Look through the entries below. Report each line that has the word "bool" in it.

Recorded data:
——

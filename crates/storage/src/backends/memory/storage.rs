use std::collections::BTreeMap;
use std::sync::Arc;
use std::sync::atomic::{AtomicI64, Ordering};

use parking_lot::RwLock;
use serde_json::Value;
use tracing::debug;

use crate::clock::{Clock, SystemClock};
use crate::core::{ItemIter, Storage, offset_page};
use crate::error::{StorageError, StorageResult};
use crate::filter::{Filter, SearchFilter};
use crate::meta::StorageMeta;
use crate::types::{Item, Page};

/// Storage backed by an in-process ordered map.
///
/// Each operation takes the map lock once, so single calls are atomic;
/// read-modify-write sequences spanning several calls are not.
#[derive(Debug)]
pub struct MemStorage {
    meta: StorageMeta,
    items: RwLock<BTreeMap<String, Item>>,
    sequence: AtomicI64,
    clock: Arc<dyn Clock>,
}

impl MemStorage {
    /// Creates an empty storage.
    pub fn new(meta: StorageMeta) -> Self {
        Self::with_clock(meta, Arc::new(SystemClock))
    }

    /// Creates an empty storage whose attribute generators use `clock`.
    pub fn with_clock(meta: StorageMeta, clock: Arc<dyn Clock>) -> Self {
        Self {
            meta,
            items: RwLock::new(BTreeMap::new()),
            sequence: AtomicI64::new(0),
            clock,
        }
    }

    /// Number of stored items.
    pub fn len(&self) -> usize {
        self.items.read().len()
    }

    /// Returns true if nothing is stored.
    pub fn is_empty(&self) -> bool {
        self.items.read().is_empty()
    }

    /// Removes every item.
    pub fn clear(&self) {
        self.items.write().clear();
    }

    fn assign_sequence(&self, item: &mut Item) {
        let Some(attr) = self.meta.sequence_attr() else {
            return;
        };
        match item.get(&attr.name).and_then(Value::as_i64) {
            Some(supplied) => {
                self.sequence.fetch_max(supplied, Ordering::SeqCst);
            }
            None => {
                let next = self.sequence.fetch_add(1, Ordering::SeqCst) + 1;
                item.insert(attr.name.clone(), Value::from(next));
            }
        }
    }

    fn matching(&self, search: &SearchFilter) -> Vec<Item> {
        let attrs = self.meta.attrs();
        let mut items: Vec<Item> = self
            .items
            .read()
            .values()
            .filter(|item| search.filter.matches(item, attrs))
            .cloned()
            .collect();
        search.sort(&mut items);
        items
    }
}

impl Storage for MemStorage {
    fn meta(&self) -> &StorageMeta {
        &self.meta
    }

    fn create(&self, mut item: Item) -> StorageResult<String> {
        self.meta.apply_create_generators(&mut item, self.clock.as_ref());
        self.assign_sequence(&mut item);
        let key = self.meta.key_of(&item)?;

        let mut items = self.items.write();
        if items.contains_key(&key) {
            return Err(StorageError::duplicate(self.meta.name(), key));
        }
        items.insert(key.clone(), item);
        Ok(key)
    }

    fn read(&self, key: &str) -> StorageResult<Option<Item>> {
        Ok(self.items.read().get(key).cloned())
    }

    fn update(&self, mut item: Item) -> StorageResult<Item> {
        self.meta.apply_update_generators(&mut item, self.clock.as_ref());
        let key = self.meta.key_of(&item)?;

        let mut items = self.items.write();
        match items.get_mut(&key) {
            Some(existing) => {
                *existing = item.clone();
                Ok(item)
            }
            None => Err(StorageError::missing(self.meta.name(), key)),
        }
    }

    fn destroy(&self, key: &str) -> StorageResult<bool> {
        Ok(self.items.write().remove(key).is_some())
    }

    fn search(&self, search: &SearchFilter) -> StorageResult<ItemIter<'_>> {
        let items = self.matching(search);
        debug!(storage = %self.meta.name(), matched = items.len(), "memory search");
        Ok(Box::new(items.into_iter().map(Ok)))
    }

    fn count(&self, filter: &Filter) -> StorageResult<u64> {
        let attrs = self.meta.attrs();
        let count = self
            .items
            .read()
            .values()
            .filter(|item| filter.matches(item, attrs))
            .count();
        Ok(count as u64)
    }

    fn paged_search(
        &self,
        search: &SearchFilter,
        page_key: Option<&str>,
        limit: Option<usize>,
    ) -> StorageResult<Page> {
        self.meta.check_limit(limit)?;
        offset_page(&self.meta, search, self.matching(search), page_key, limit)
    }
}

#[cfg(test)]
mod tests {
    use super::*;
    use crate::filter::{Comparator, attr};
    use crate::meta::{Attr, AttrGenerator, KeyConfig};
    use serde_json::json;

    fn item(value: Value) -> Item {
        value.as_object().cloned().unwrap()
    }

    fn books() -> MemStorage {
        let meta = StorageMeta::builder("books")
            .attr(Attr::string("id"))
            .attr(Attr::string("title"))
            .attr(Attr::int("year").nullable())
            .build()
            .unwrap();
        MemStorage::new(meta)
    }

    #[test]
    fn test_create_read_update_destroy() {
        let storage = books();
        let key = storage
            .create(item(json!({"id": "a", "title": "Dune", "year": 1965})))
            .unwrap();
        assert_eq!(key, "a");
        assert_eq!(storage.read("a").unwrap().unwrap()["year"], json!(1965));

        storage
            .update(item(json!({"id": "a", "title": "Dune Messiah"})))
            .unwrap();
        let updated = storage.read("a").unwrap().unwrap();
        assert_eq!(updated["title"], json!("Dune Messiah"));
        assert!(!updated.contains_key("year"));

        assert!(storage.destroy("a").unwrap());
        assert!(!storage.destroy("a").unwrap());
        assert!(storage.is_empty());
    }

    #[test]
    fn test_duplicate_and_missing() {
        let storage = books();
        storage.create(item(json!({"id": "a"}))).unwrap();
        assert!(matches!(
            storage.create(item(json!({"id": "a"}))),
            Err(StorageError::DuplicateKey { .. })
        ));
        assert!(matches!(
            storage.update(item(json!({"id": "z"}))),
            Err(StorageError::MissingItem { .. })
        ));
    }

    #[test]
    fn test_uuid_key_generated() {
        let meta = StorageMeta::builder("notes")
            .attr(Attr::string("id"))
            .attr(Attr::string("text"))
            .key_config(KeyConfig::uuid("id"))
            .build()
            .unwrap();
        let storage = MemStorage::new(meta);
        let key = storage.create(item(json!({"text": "hi"}))).unwrap();
        assert_eq!(key.len(), 36);
        assert_eq!(storage.read(&key).unwrap().unwrap()["id"], json!(key));
    }

    #[test]
    fn test_sequence_key() {
        let meta = StorageMeta::builder("events")
            .attr(Attr::int("id").with_create_generator(AttrGenerator::Sequence))
            .attr(Attr::string("name"))
            .build()
            .unwrap();
        let storage = MemStorage::new(meta);
        assert_eq!(storage.create(item(json!({"name": "a"}))).unwrap(), "1");
        assert_eq!(storage.create(item(json!({"id": 10, "name": "b"}))).unwrap(), "10");
        assert_eq!(storage.create(item(json!({"name": "c"}))).unwrap(), "11");
    }

    #[test]
    fn test_search_sorted_with_missing_last() {
        let storage = books();
        for value in [
            json!({"id": "a", "year": 1980}),
            json!({"id": "b"}),
            json!({"id": "c", "year": 1960}),
        ] {
            storage.create(item(value)).unwrap();
        }
        let search = SearchFilter::all().order_by(Comparator::asc("year"));
        let ids: Vec<String> = storage
            .search(&search)
            .unwrap()
            .map(|i| i.unwrap()["id"].as_str().unwrap().to_string())
            .collect();
        assert_eq!(ids, vec!["c", "a", "b"]);
        assert_eq!(storage.count(&attr("year").exists()).unwrap(), 2);
    }
}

——

_REPLY TO THE EXERCISE_
    pub fn is_empty(&self) -> bool {
    fn destroy(&self, key: &str) -> StorageResult<bool> {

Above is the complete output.